Every entry that follows needs to be repeated exactly.

### Data to use

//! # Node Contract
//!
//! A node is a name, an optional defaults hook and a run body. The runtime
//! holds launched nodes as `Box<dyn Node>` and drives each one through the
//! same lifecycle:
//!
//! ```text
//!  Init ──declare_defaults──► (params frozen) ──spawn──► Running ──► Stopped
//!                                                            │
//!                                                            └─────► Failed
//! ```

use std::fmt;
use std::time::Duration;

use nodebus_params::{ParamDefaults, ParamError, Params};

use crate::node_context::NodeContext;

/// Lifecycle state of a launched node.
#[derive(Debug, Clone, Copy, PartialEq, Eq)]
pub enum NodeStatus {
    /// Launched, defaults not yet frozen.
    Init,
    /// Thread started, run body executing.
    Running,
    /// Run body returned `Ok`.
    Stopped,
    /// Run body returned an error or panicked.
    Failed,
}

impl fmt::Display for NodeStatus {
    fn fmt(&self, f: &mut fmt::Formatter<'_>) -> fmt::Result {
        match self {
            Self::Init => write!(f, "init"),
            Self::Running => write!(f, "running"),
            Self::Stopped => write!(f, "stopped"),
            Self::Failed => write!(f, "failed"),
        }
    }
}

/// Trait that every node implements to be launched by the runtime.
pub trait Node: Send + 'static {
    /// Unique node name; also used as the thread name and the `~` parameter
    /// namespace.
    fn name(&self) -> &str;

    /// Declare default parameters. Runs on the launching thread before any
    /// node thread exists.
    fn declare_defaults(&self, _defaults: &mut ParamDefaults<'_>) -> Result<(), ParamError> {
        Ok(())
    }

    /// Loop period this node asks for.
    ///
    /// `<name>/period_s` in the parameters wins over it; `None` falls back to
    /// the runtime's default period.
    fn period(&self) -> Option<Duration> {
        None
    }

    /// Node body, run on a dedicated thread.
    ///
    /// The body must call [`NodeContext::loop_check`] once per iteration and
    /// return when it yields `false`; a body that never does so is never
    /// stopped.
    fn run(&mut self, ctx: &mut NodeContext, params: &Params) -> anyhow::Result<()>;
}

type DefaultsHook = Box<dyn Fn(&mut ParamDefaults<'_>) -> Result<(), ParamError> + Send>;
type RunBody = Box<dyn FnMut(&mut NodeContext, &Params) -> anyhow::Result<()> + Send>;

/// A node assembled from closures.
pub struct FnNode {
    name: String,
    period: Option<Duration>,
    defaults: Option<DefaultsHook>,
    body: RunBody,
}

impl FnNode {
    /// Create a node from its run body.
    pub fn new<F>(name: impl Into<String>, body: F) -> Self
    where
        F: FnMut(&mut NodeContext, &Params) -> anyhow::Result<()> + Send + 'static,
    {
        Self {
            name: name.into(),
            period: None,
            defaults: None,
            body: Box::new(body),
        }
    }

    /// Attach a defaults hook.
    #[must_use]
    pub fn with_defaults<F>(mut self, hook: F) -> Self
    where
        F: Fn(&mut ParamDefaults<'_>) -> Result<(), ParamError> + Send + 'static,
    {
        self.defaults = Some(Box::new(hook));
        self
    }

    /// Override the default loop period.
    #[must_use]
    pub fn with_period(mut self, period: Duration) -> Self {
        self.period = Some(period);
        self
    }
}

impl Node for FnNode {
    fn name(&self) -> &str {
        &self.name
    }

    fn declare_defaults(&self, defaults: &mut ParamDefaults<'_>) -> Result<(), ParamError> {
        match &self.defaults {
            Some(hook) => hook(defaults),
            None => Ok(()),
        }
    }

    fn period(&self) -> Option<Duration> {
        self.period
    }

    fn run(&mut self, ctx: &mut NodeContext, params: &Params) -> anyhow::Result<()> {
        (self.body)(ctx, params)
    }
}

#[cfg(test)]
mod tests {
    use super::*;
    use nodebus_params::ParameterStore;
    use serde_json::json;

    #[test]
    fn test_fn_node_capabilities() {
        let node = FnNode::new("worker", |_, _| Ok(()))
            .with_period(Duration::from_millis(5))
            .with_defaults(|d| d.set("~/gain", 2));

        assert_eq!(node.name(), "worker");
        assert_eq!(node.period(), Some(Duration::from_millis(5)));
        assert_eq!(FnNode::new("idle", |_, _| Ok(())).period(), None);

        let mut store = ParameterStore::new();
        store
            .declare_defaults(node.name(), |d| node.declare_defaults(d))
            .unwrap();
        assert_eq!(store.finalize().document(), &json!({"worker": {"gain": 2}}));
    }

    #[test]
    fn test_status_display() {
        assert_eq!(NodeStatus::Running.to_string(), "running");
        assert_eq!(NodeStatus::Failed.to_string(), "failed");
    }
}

######

● **Result for this exercise**:
//! # Node Contract
//!
//! A node is a name, an optional defaults hook and a run body. The runtime
//! holds launched nodes as `Box<dyn Node>` and drives each one through the
//! same lifecycle:
//!
//! ```text
//!  Init ──declare_defaults──► (params frozen) ──spawn──► Running ──► Stopped
//!                                                            │
//!                                                            └─────► Failed
//! ```

use std::fmt;
use std::time::Duration;

use nodebus_params::{ParamDefaults, ParamError, Params};

use crate::node_context::NodeContext;

/// Lifecycle state of a launched node.
#[derive(Debug, Clone, Copy, PartialEq, Eq)]
pub enum NodeStatus {
    /// Launched, defaults not yet frozen.
    Init,
    /// Thread started, run body executing.
    Running,
    /// Run body returned `Ok`.
    Stopped,
    /// Run body returned an error or panicked.
    Failed,
}

impl fmt::Display for NodeStatus {
    fn fmt(&self, f: &mut fmt::Formatter<'_>) -> fmt::Result {
        match self {
            Self::Init => write!(f, "init"),
            Self::Running => write!(f, "running"),
            Self::Stopped => write!(f, "stopped"),
            Self::Failed => write!(f, "failed"),
        }
    }
}

/// Trait that every node implements to be launched by the runtime.
pub trait Node: Send + 'static {
    /// Unique node name; also used as the thread name and the `~` parameter
    /// namespace.
    fn name(&self) -> &str;

    /// Declare default parameters. Runs on the launching thread before any
    /// node thread exists.
    fn declare_defaults(&self, _defaults: &mut ParamDefaults<'_>) -> Result<(), ParamError> {
        Ok(())
    }

    /// Loop period this node asks for.
    ///
    /// `<name>/period_s` in the parameters wins over it; `None` falls back to
    /// the runtime's default period.
    fn period(&self) -> Option<Duration> {
        None
    }

    /// Node body, run on a dedicated thread.
    ///
    /// The body must call [`NodeContext::loop_check`] once per iteration and
    /// return when it yields `false`; a body that never does so is never
    /// stopped.
    fn run(&mut self, ctx: &mut NodeContext, params: &Params) -> anyhow::Result<()>;
}

type DefaultsHook = Box<dyn Fn(&mut ParamDefaults<'_>) -> Result<(), ParamError> + Send>;
type RunBody = Box<dyn FnMut(&mut NodeContext, &Params) -> anyhow::Result<()> + Send>;

/// A node assembled from closures.
pub struct FnNode {
    name: String,
    period: Option<Duration>,
    defaults: Option<DefaultsHook>,
    body: RunBody,
}

impl FnNode {
    /// Create a node from its run body.
    pub fn new<F>(name: impl Into<String>, body: F) -> Self
    where
        F: FnMut(&mut NodeContext, &Params) -> anyhow::Result<()> + Send + 'static,
    {
        Self {
            name: name.into(),
            period: None,
            defaults: None,
            body: Box::new(body),
        }
    }

    /// Attach a defaults hook.
    #[must_use]
    pub fn with_defaults<F>(mut self, hook: F) -> Self
    where
        F: Fn(&mut ParamDefaults<'_>) -> Result<(), ParamError> + Send + 'static,
    {
        self.defaults = Some(Box::new(hook));
        self
    }

    /// Override the default loop period.
    #[must_use]
    pub fn with_period(mut self, period: Duration) -> Self {
        self.period = Some(period);
        self
    }
}

impl Node for FnNode {
    fn name(&self) -> &str {
        &self.name
    }

    fn declare_defaults(&self, defaults: &mut ParamDefaults<'_>) -> Result<(), ParamError> {
        match &self.defaults {
            Some(hook) => hook(defaults),
            None => Ok(()),
        }
    }

    fn period(&self) -> Option<Duration> {
        self.period
    }

    fn run(&mut self, ctx: &mut NodeContext, params: &Params) -> anyhow::Result<()> {
        (self.body)(ctx, params)
    }
}

#[cfg(test)]
mod tests {
    use super::*;
    use nodebus_params::ParameterStore;
    use serde_json::json;

    #[test]
    fn test_fn_node_capabilities() {
        let node = FnNode::new("worker", |_, _| Ok(()))
            .with_period(Duration::from_millis(5))
            .with_defaults(|d| d.set("~/gain", 2));

        assert_eq!(node.name(), "worker");
        assert_eq!(node.period(), Some(Duration::from_millis(5)));
        assert_eq!(FnNode::new("idle", |_, _| Ok(())).period(), None);

        let mut store = ParameterStore::new();
        store
            .declare_defaults(node.name(), |d| node.declare_defaults(d))
            .unwrap();
        assert_eq!(store.finalize().document(), &json!({"worker": {"gain": 2}}));
    }

    #[test]
    fn test_status_display() {
        assert_eq!(NodeStatus::Running.to_string(), "running");
        assert_eq!(NodeStatus::Failed.to_string(), "failed");
    }
}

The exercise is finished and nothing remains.